#### Work required
Read the lines of the data below and retrieve those with "ScratchState".

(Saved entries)
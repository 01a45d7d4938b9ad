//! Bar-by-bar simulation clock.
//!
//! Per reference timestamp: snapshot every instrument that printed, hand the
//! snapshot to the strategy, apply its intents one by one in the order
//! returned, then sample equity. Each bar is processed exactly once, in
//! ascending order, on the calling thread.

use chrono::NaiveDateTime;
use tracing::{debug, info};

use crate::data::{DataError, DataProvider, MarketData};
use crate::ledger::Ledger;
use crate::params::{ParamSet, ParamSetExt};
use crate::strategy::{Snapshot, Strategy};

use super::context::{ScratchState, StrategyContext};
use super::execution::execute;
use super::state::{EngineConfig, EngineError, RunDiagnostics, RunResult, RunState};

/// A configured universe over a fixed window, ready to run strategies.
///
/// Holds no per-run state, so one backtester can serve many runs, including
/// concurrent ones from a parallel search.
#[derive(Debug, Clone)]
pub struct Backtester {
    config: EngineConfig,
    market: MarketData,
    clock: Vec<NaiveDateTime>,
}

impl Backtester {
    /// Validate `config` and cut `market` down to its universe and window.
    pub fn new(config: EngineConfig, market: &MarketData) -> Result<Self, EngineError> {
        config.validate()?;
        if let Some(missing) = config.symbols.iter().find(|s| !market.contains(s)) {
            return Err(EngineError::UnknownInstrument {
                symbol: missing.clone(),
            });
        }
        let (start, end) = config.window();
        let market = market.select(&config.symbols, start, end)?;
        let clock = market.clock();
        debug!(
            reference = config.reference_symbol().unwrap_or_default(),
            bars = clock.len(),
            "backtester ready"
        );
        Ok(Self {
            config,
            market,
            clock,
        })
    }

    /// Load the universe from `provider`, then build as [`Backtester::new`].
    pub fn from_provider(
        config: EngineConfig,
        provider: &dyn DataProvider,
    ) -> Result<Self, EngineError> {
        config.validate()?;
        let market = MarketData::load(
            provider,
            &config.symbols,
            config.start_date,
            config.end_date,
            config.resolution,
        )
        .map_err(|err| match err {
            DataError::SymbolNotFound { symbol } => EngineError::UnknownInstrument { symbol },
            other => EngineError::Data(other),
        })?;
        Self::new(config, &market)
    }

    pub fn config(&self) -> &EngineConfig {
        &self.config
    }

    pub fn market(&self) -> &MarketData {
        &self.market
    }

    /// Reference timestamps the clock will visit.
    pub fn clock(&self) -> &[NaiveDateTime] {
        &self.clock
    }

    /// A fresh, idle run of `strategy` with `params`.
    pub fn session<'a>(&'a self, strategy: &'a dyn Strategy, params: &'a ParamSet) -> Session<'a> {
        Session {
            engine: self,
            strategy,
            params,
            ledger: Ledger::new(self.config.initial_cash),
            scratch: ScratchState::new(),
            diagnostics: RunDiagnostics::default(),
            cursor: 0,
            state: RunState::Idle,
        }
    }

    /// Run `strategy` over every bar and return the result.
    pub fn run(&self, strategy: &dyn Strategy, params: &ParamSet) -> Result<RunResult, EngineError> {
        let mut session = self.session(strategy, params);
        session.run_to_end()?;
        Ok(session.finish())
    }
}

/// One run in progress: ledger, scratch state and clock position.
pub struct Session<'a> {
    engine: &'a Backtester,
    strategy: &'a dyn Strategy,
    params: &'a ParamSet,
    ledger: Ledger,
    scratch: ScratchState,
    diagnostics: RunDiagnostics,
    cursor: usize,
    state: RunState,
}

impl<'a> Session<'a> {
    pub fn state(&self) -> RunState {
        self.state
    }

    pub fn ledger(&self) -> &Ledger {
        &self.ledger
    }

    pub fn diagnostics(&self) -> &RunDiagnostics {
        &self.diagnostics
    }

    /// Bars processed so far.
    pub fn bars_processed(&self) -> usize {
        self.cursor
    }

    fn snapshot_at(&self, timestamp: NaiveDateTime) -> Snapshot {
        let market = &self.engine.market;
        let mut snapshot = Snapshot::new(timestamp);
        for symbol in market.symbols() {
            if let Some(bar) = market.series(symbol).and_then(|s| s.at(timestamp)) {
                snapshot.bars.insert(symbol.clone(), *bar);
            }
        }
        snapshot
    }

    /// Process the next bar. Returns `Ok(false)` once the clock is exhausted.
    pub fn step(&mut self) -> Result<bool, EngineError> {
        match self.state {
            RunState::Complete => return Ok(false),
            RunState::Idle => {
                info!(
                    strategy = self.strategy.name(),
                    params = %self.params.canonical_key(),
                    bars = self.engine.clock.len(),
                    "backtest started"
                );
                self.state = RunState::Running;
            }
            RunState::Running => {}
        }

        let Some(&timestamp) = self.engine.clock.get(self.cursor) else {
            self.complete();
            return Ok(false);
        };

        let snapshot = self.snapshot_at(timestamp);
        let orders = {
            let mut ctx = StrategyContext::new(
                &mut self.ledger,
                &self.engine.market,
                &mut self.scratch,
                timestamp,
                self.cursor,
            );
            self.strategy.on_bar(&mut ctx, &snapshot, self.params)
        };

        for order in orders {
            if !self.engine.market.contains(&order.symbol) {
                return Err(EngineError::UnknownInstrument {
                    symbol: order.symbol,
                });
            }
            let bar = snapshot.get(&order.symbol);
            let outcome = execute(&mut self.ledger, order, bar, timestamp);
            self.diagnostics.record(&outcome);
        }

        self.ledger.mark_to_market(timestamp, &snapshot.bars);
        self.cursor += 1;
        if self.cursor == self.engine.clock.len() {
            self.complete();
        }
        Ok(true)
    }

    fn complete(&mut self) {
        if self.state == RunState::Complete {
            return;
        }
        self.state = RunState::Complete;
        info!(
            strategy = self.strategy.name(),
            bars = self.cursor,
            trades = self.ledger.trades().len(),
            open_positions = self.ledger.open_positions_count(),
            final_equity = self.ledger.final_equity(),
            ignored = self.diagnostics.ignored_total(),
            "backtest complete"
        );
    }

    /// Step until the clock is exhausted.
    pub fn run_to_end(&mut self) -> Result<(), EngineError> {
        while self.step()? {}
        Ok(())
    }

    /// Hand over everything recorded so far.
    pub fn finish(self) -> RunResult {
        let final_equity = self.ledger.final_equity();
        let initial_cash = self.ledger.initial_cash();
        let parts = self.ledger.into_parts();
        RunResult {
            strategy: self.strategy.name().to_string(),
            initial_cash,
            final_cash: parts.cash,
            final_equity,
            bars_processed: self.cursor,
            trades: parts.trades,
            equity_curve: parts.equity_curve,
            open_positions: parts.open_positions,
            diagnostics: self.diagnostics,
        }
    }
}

==

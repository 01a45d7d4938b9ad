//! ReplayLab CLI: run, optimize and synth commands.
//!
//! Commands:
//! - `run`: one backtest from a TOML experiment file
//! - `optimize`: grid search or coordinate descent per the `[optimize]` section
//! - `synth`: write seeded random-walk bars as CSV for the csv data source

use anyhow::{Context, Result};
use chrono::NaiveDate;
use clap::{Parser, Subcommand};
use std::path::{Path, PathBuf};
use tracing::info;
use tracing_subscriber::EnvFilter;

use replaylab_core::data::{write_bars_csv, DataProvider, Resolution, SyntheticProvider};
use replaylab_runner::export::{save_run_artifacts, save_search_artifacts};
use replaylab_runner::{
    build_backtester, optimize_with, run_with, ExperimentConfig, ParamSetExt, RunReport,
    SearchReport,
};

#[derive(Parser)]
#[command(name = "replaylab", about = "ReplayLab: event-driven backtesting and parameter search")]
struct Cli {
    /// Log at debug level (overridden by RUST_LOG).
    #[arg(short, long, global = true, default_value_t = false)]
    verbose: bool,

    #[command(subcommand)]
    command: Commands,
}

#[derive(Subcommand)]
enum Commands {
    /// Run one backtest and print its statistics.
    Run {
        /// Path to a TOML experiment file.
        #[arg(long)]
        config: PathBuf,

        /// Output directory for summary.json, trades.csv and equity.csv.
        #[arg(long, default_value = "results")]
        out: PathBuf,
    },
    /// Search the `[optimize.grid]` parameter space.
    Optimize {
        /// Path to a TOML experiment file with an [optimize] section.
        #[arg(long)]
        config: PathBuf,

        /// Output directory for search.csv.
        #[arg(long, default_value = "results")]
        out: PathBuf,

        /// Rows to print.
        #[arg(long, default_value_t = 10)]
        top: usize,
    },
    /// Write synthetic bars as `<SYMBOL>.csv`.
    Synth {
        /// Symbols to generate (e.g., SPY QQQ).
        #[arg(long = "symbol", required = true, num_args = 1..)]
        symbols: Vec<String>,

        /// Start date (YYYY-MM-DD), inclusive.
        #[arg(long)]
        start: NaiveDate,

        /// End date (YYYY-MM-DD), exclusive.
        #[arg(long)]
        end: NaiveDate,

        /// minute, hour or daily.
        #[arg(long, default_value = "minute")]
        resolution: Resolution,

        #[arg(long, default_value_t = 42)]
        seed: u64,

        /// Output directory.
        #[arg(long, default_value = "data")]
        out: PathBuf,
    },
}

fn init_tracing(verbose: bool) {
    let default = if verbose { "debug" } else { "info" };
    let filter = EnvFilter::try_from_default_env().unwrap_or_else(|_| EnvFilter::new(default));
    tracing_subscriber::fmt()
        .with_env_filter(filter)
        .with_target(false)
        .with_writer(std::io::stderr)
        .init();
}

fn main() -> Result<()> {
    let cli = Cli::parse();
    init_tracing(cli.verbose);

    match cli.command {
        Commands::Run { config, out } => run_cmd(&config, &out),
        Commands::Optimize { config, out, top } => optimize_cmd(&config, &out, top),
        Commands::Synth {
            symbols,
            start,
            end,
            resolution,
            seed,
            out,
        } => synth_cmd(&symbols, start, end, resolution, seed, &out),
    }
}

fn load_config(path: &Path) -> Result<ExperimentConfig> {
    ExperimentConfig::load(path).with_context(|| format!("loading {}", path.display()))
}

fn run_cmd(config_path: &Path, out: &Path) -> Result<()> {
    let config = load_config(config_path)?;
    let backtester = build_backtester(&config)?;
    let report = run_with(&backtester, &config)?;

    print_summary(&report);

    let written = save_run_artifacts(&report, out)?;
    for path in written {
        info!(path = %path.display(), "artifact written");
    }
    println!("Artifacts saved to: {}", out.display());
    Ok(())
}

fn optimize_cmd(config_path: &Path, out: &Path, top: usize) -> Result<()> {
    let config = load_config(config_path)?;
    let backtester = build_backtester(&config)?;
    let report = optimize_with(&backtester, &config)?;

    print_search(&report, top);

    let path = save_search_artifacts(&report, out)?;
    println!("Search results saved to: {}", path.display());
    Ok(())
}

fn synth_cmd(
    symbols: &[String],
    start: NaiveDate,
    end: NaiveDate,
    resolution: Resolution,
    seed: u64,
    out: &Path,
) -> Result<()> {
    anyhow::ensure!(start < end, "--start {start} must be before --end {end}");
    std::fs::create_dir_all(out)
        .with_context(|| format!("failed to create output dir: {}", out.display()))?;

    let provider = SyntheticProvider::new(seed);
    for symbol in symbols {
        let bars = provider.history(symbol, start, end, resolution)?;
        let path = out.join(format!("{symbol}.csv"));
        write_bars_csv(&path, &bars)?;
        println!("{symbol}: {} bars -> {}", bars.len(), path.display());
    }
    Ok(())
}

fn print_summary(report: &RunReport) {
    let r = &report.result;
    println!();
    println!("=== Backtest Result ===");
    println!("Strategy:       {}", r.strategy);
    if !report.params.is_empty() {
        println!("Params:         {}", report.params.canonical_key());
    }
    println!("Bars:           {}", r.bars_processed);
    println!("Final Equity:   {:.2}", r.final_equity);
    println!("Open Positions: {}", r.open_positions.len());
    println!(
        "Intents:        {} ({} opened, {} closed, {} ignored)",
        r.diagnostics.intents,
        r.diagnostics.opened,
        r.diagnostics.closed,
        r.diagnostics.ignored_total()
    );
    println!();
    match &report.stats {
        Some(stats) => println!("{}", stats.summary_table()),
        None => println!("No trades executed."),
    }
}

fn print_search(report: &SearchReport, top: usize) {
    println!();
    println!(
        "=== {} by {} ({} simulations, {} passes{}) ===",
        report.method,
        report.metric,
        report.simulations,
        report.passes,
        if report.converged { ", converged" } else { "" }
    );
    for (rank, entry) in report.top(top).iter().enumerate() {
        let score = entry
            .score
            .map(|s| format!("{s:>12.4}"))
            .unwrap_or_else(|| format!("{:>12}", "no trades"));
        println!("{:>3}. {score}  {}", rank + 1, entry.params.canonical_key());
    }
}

#### Task solution
use super::context::{ScratchState, StrategyContext};
            scratch: ScratchState::new(),
    scratch: ScratchState,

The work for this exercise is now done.